WHAT IS NEEDED -
Output the number of lines in the entries below with the string "erstellen" in them, and nothing further.

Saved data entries
'''

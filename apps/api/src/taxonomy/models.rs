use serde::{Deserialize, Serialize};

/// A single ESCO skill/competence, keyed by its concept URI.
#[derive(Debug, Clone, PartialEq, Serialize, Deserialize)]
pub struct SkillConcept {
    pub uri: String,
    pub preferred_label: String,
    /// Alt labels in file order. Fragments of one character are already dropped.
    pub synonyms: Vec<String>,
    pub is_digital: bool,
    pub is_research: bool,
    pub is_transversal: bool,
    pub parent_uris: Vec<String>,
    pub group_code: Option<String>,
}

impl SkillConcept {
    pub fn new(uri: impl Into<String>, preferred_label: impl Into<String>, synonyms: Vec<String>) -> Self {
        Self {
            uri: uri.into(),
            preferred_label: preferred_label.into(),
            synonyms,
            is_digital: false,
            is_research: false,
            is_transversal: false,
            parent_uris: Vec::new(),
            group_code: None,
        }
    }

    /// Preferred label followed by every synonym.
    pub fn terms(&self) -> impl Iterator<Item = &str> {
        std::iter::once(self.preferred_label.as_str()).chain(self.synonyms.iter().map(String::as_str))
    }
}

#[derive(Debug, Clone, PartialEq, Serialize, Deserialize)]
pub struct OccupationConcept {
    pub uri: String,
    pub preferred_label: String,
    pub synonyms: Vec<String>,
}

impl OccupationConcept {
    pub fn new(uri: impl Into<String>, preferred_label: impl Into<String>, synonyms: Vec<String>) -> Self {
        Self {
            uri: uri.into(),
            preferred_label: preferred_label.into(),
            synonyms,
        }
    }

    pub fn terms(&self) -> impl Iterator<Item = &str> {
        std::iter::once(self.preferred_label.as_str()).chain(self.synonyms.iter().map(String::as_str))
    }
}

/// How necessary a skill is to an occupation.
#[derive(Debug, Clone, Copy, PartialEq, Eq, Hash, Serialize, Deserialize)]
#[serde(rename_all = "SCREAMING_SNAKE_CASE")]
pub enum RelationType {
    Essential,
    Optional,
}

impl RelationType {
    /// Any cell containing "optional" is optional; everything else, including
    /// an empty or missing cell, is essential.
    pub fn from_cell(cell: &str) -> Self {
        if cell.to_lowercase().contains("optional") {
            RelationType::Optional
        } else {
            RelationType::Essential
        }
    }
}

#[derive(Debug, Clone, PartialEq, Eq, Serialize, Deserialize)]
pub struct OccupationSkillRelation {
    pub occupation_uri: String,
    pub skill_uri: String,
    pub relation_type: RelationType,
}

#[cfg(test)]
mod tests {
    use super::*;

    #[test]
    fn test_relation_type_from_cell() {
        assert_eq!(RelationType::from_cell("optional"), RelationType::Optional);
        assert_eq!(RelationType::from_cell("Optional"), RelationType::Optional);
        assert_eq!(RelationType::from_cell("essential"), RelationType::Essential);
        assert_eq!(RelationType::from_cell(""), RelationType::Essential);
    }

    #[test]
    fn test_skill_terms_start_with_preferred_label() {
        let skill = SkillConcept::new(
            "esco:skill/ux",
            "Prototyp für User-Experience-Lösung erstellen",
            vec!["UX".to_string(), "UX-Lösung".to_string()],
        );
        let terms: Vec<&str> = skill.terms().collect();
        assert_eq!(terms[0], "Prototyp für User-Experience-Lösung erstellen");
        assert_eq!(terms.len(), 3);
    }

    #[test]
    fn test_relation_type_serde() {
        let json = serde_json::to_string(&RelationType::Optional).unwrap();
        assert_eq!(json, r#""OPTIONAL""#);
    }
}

'''
'''

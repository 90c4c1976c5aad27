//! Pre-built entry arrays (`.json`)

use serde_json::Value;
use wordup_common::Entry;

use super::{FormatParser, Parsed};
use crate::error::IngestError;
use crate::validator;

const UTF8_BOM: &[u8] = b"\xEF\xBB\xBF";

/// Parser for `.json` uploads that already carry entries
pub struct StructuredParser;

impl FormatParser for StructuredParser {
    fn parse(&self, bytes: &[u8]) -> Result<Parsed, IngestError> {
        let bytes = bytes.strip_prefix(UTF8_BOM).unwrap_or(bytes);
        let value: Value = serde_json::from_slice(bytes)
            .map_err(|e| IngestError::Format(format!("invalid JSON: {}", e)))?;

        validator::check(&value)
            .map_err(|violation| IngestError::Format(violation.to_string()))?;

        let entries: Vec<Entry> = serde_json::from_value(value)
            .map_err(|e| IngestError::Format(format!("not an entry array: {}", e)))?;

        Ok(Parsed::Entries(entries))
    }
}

'''
'''

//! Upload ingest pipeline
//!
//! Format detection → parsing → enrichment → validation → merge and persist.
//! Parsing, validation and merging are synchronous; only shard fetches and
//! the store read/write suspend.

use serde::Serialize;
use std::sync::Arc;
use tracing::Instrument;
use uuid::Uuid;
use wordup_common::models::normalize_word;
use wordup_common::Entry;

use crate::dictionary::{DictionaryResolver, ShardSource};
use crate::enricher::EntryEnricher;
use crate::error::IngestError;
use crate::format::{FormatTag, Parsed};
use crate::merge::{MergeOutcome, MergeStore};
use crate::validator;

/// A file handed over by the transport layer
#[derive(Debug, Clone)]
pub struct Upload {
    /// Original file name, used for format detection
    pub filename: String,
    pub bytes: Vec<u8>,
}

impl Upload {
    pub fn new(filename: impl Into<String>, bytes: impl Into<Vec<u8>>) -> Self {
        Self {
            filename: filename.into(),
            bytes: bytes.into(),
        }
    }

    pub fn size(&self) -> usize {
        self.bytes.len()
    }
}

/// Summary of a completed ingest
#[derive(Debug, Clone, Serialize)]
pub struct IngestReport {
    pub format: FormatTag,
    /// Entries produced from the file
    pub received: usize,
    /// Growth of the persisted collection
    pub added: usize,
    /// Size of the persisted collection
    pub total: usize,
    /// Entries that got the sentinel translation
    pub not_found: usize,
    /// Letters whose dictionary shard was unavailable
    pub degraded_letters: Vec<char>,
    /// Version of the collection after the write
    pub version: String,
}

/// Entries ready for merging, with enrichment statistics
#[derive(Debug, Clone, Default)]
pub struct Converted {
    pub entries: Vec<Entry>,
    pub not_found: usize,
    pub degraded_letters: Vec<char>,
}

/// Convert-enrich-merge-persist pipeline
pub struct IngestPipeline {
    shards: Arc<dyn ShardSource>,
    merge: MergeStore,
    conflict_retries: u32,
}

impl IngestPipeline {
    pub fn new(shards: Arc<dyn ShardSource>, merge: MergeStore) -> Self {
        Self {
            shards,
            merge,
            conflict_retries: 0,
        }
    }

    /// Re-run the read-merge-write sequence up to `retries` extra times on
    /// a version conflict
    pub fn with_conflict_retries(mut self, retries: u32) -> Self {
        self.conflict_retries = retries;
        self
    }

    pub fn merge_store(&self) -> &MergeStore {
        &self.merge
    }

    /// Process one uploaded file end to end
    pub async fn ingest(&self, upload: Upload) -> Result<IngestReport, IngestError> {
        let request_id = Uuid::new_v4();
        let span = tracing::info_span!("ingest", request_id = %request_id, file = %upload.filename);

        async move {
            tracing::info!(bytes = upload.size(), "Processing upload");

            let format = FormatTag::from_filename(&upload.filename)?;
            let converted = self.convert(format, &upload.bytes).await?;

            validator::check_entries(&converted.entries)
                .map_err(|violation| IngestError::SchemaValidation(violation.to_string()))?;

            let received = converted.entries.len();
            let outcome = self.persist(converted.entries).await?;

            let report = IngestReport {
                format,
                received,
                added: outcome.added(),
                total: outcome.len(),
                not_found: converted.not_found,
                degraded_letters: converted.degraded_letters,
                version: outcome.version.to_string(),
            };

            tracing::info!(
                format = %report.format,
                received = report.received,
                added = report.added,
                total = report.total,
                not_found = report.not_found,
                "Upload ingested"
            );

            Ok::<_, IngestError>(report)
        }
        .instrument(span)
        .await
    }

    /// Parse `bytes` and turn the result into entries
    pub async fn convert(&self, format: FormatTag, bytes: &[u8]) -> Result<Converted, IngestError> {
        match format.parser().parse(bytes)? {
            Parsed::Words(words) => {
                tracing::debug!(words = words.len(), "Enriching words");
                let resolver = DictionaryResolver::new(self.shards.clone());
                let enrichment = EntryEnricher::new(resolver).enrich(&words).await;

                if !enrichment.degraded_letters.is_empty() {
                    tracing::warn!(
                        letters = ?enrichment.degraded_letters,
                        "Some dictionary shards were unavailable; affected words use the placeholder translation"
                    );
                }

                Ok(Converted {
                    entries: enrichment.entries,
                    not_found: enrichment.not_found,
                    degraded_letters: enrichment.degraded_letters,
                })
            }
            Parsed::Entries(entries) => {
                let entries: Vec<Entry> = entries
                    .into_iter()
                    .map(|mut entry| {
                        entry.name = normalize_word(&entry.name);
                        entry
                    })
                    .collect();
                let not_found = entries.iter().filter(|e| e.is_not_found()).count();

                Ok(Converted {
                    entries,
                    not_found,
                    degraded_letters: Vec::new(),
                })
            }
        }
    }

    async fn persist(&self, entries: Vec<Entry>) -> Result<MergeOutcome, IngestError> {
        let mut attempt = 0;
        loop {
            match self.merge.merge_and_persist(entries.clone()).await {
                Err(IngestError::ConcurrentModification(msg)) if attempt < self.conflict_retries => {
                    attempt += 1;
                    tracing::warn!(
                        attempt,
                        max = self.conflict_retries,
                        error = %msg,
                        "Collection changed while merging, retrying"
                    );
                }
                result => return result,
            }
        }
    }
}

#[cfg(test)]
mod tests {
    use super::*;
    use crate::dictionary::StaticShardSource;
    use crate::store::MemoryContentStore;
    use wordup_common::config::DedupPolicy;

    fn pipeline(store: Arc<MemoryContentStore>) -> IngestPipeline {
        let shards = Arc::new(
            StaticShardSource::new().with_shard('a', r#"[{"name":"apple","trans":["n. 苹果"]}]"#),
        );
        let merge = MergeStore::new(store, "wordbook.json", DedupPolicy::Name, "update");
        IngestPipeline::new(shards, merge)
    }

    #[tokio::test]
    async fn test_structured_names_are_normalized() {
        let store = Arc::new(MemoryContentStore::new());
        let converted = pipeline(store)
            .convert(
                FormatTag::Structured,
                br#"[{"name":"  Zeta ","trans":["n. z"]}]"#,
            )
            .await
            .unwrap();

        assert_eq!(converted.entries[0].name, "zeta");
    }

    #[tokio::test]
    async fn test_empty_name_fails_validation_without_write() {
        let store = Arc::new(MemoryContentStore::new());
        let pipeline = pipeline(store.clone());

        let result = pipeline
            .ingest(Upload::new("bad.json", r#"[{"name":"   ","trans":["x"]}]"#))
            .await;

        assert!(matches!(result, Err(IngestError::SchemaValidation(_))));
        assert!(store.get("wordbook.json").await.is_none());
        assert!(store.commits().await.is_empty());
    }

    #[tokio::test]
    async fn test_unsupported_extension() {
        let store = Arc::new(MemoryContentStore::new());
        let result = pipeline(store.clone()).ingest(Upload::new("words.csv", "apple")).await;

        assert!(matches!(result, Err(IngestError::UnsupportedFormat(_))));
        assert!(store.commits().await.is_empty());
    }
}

'''

WRITTEN ANSWER -
2